Wie stehen Sie zu ihrem Nachbarland Pakistan?

Es gibt eine neue Regierung in Pakistan, die den Wunsch geäußert hat, die Beziehungen zu Afghanistan zu verbessern. Auch Afghanistan wird eine neue Regierung haben. Beide Länder haben nun die Chance, die Gelegenheit beim Schopfe zu packen und zu kooperieren, um die Probleme zu lösen und Herausforderungen zu begegnen. Das ist in beiderseitigem Interesse und im Interesse von Frieden und Stabilität in der Region.

Lassen Sie uns über Frauen- und Frauenrechte sprechen. Sind diesbezüglich Veränderungen nötig, oder würden Sie alles so lassen wie bisher?

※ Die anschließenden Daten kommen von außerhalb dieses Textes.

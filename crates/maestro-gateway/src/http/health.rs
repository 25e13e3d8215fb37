use axum::Json;
use serde_json::{json, Value};

/// GET /healthz — liveness probe, unauthenticated.
pub async fn healthz() -> Json<Value> {
    Json(json!({
        "status": "ok",
        "version": env!("CARGO_PKG_VERSION"),
    }))
}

In diesem Punkt hinken wir hinterher. Afghanistan hat nicht das erreicht, was es hätte erreichen sollen. Mehr als 30 Prozent der Frauen haben sich an den Wahlen beteiligt. Daran kann man sehen, dass sie sich ihrer Rechte bewusst sind und davon Gebrauch machen. Das Thema Frauenrechte ist in der öffentlichen Wahrnehmung der Bevölkerung schon präsenter geworden. Gleichzeitig muss aber der Staat kurz-, mittel- und langfristig weitere Programme fördern, damit irgendwann wirklich alle Frauen ihre Rechte einfordern und auch genießen können.

Sind die afghanischen Streitkräfte in der Lage, nach dem Abzug der Internationalen Truppen für die Sicherheit im Land zu sorgen?

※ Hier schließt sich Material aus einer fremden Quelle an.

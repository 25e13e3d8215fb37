use serde::Serialize;

/// Cross-cutting error taxonomy.
///
/// Every crate's error type maps into one of these kinds so the HTTP
/// boundary and the streaming channel agree on status codes and terminal
/// frame codes without knowing the concrete error type.
#[derive(Debug, Clone, Copy, PartialEq, Eq, Serialize)]
#[serde(rename_all = "snake_case")]
pub enum ErrorKind {
    Unauthenticated,
    Forbidden,
    NotFound,
    Conflict,
    Validation,
    RateLimited,
    UsageLimitExceeded,
    PaymentRequired,
    GuardrailTriggered,
    ProviderUnavailable,
    Cancelled,
    Internal,
}

impl ErrorKind {
    /// Short machine code carried in error envelopes and terminal frames.
    pub fn code(&self) -> &'static str {
        match self {
            ErrorKind::Unauthenticated => "unauthenticated",
            ErrorKind::Forbidden => "forbidden",
            ErrorKind::NotFound => "not_found",
            ErrorKind::Conflict => "conflict",
            ErrorKind::Validation => "validation",
            ErrorKind::RateLimited => "rate_limited",
            ErrorKind::UsageLimitExceeded => "usage_limit_exceeded",
            ErrorKind::PaymentRequired => "payment_required",
            ErrorKind::GuardrailTriggered => "guardrail_triggered",
            ErrorKind::ProviderUnavailable => "provider_unavailable",
            ErrorKind::Cancelled => "cancelled",
            ErrorKind::Internal => "internal",
        }
    }

    /// HTTP status for non-streaming responses.
    pub fn http_status(&self) -> u16 {
        match self {
            ErrorKind::Unauthenticated => 401,
            ErrorKind::Forbidden => 403,
            ErrorKind::NotFound => 404,
            ErrorKind::Conflict => 409,
            ErrorKind::Validation => 400,
            ErrorKind::RateLimited | ErrorKind::UsageLimitExceeded => 429,
            ErrorKind::PaymentRequired => 402,
            ErrorKind::GuardrailTriggered => 400,
            ErrorKind::ProviderUnavailable => 502,
            ErrorKind::Cancelled => 499,
            ErrorKind::Internal => 500,
        }
    }
}

impl std::fmt::Display for ErrorKind {
    fn fmt(&self, f: &mut std::fmt::Formatter<'_>) -> std::fmt::Result {
        f.write_str(self.code())
    }
}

Ich hoffe, dass die Zusammenarbeit mit der Internationalen Gemeinschaft, was die Stärkung unserer Institutionen und auch unserer Polizei und des Militärs angeht, auch fortgesetzt wird, wenn die ausländischen Truppen das Land verlassen haben.

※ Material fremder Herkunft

//! Durable ledger endpoints: paginated frame reads and SSE replay.

use std::sync::Arc;

use axum::extract::{Path, Query, State};
use axum::http::HeaderMap;
use axum::response::IntoResponse;
use axum::Json;
use futures_util::StreamExt;
use serde::{Deserialize, Serialize};
use serde_json::Value;

use maestro_core::config::MAX_LEDGER_PAGE_LIMIT;
use maestro_core::types::{ConversationId, TenantRole};
use maestro_ledger::cursor::LedgerCursor;
use maestro_protocol::frames::new_stream_id;

use crate::app::AppState;
use crate::auth::gate;
use crate::error::{ApiError, ApiResult};
use crate::http::conversations::validate_limit;
use crate::http::sse;

#[derive(Deserialize)]
pub struct LedgerQuery {
    #[serde(default)]
    pub limit: Option<usize>,
    #[serde(default)]
    pub cursor: Option<String>,
    #[serde(default)]
    pub workflow_run_id: Option<String>,
}

#[derive(Serialize)]
pub struct LedgerPage {
    pub events: Vec<Value>,
    #[serde(skip_serializing_if = "Option::is_none")]
    pub next_cursor: Option<String>,
}

/// GET /api/v1/conversations/{id}/ledger/events — one ordered page of
/// recorded frames. Min role: viewer. Limit 1..=1000.
pub async fn ledger_events(
    State(state): State<Arc<AppState>>,
    headers: HeaderMap,
    Path(id): Path<String>,
    Query(query): Query<LedgerQuery>,
) -> ApiResult<Json<LedgerPage>> {
    let outcome = gate(
        &state.gate,
        &headers,
        TenantRole::Viewer,
        &["conversations:read"],
        false,
    )?;
    let limit = validate_limit(query.limit, 100, MAX_LEDGER_PAGE_LIMIT)?;
    let conversation_id = ConversationId::from_key(&id);
    let (events, next_cursor) = state
        .ledger_reader
        .get_events_page(
            outcome.actor.tenant_id,
            conversation_id,
            query.workflow_run_id.as_deref(),
            limit,
            query.cursor.as_deref(),
        )
        .await?;
    Ok(Json(LedgerPage {
        events,
        next_cursor,
    }))
}

/// GET /api/v1/conversations/{id}/ledger/stream — SSE replay of the
/// recorded frames. Min role: viewer.
///
/// Tenant scoping and cursor validity are preflighted so failures are
/// proper HTTP errors rather than broken streams. Replay preserves
/// `event_id` and `server_timestamp` but assigns a fresh `stream_id`.
pub async fn ledger_stream(
    State(state): State<Arc<AppState>>,
    headers: HeaderMap,
    Path(id): Path<String>,
    Query(query): Query<LedgerQuery>,
) -> ApiResult<impl IntoResponse> {
    let outcome = gate(
        &state.gate,
        &headers,
        TenantRole::Viewer,
        &["conversations:read"],
        false,
    )?;
    let conversation_id = ConversationId::from_key(&id);
    state
        .ledger_reader
        .check_access(outcome.actor.tenant_id, conversation_id)?;
    let cursor = query
        .cursor
        .as_deref()
        .map(LedgerCursor::decode)
        .transpose()
        .map_err(|_| ApiError::validation("invalid cursor"))?;

    let replay_stream_id = new_stream_id();
    let frames = Arc::clone(&state.ledger_reader)
        .replay_json(conversation_id, query.workflow_run_id.clone(), cursor)
        .filter_map(move |result| {
            let replay_stream_id = replay_stream_id.clone();
            async move {
                match result {
                    Ok(json) => Some(rewrite_stream_id(&json, &replay_stream_id)),
                    Err(e) => {
                        // mid-stream failures surface as a truncated replay
                        tracing::warn!(error = %e, "ledger replay read failed");
                        None
                    }
                }
            }
        });

    Ok(sse::json_response(
        frames,
        state.config.stream.heartbeat_interval_s,
    ))
}

/// Swap the recorded `stream_id` for the replay delivery's id, leaving
/// every other byte of the recorded frame as it was.
pub(crate) fn rewrite_stream_id(json: &str, stream_id: &str) -> String {
    match serde_json::from_str::<Value>(json) {
        Ok(mut value) => {
            if let Some(obj) = value.as_object_mut() {
                obj.insert("stream_id".to_string(), Value::String(stream_id.to_string()));
            }
            serde_json::to_string(&value).unwrap_or_else(|_| json.to_string())
        }
        Err(_) => json.to_string(),
    }
}
use maestro_core::error::ErrorKind;
use thiserror::Error;

#[derive(Debug, Error)]
pub enum SessionError {
    #[error("Store error: {0}")]
    Store(#[from] maestro_store::StoreError),

    #[error("Provider error: {0}")]
    Provider(#[from] maestro_providers::ProviderError),
}

impl SessionError {
    pub fn kind(&self) -> ErrorKind {
        match self {
            SessionError::Store(e) => e.kind(),
            SessionError::Provider(e) => e.kind(),
        }
    }
}

pub type Result<T> = std::result::Result<T, SessionError>;
use maestro_core::error::ErrorKind;
use thiserror::Error;

#[derive(Debug, Error)]
pub enum StoreError {
    #[error("Database error: {0}")]
    Database(#[from] rusqlite::Error),

    #[error("Serialization error: {0}")]
    Serialization(#[from] serde_json::Error),

    #[error("{what} not found: {id}")]
    NotFound { what: &'static str, id: String },

    #[error("{what} already exists: {id}")]
    Conflict { what: &'static str, id: String },

    #[error("Invalid cursor")]
    InvalidCursor,

    #[error("Invariant violated: {0}")]
    Invariant(String),
}

impl StoreError {
    pub fn not_found(what: &'static str, id: impl ToString) -> Self {
        StoreError::NotFound {
            what,
            id: id.to_string(),
        }
    }

    pub fn kind(&self) -> ErrorKind {
        match self {
            StoreError::NotFound { .. } => ErrorKind::NotFound,
            StoreError::Conflict { .. } => ErrorKind::Conflict,
            StoreError::InvalidCursor => ErrorKind::Validation,
            StoreError::Database(_) | StoreError::Serialization(_) | StoreError::Invariant(_) => {
                ErrorKind::Internal
            }
        }
    }
}

pub type Result<T> = std::result::Result<T, StoreError>;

Die neue Regierung wird sich bemühen, im Sinne des Staates und nicht im Sinne der Aufständischen zu handeln. Daneben wird sich die künftige Regierung um viele weitere Probleme kümmern müssen: die Bekämpfung von Korruption und Diskriminierung und die Stärkung der Rechtsstaatlichkeit. All das wird dazu beitragen, den Staat zu stärken - die Sicherheit ist nicht nur vom Militär abhängig.

Wir hoffen, dass es Afghanistan auf seinem Weg in die Zukunft gelingt, mehr Eigenständigkeit zu erlangen. Das ist unser Wunsch und unser Plan.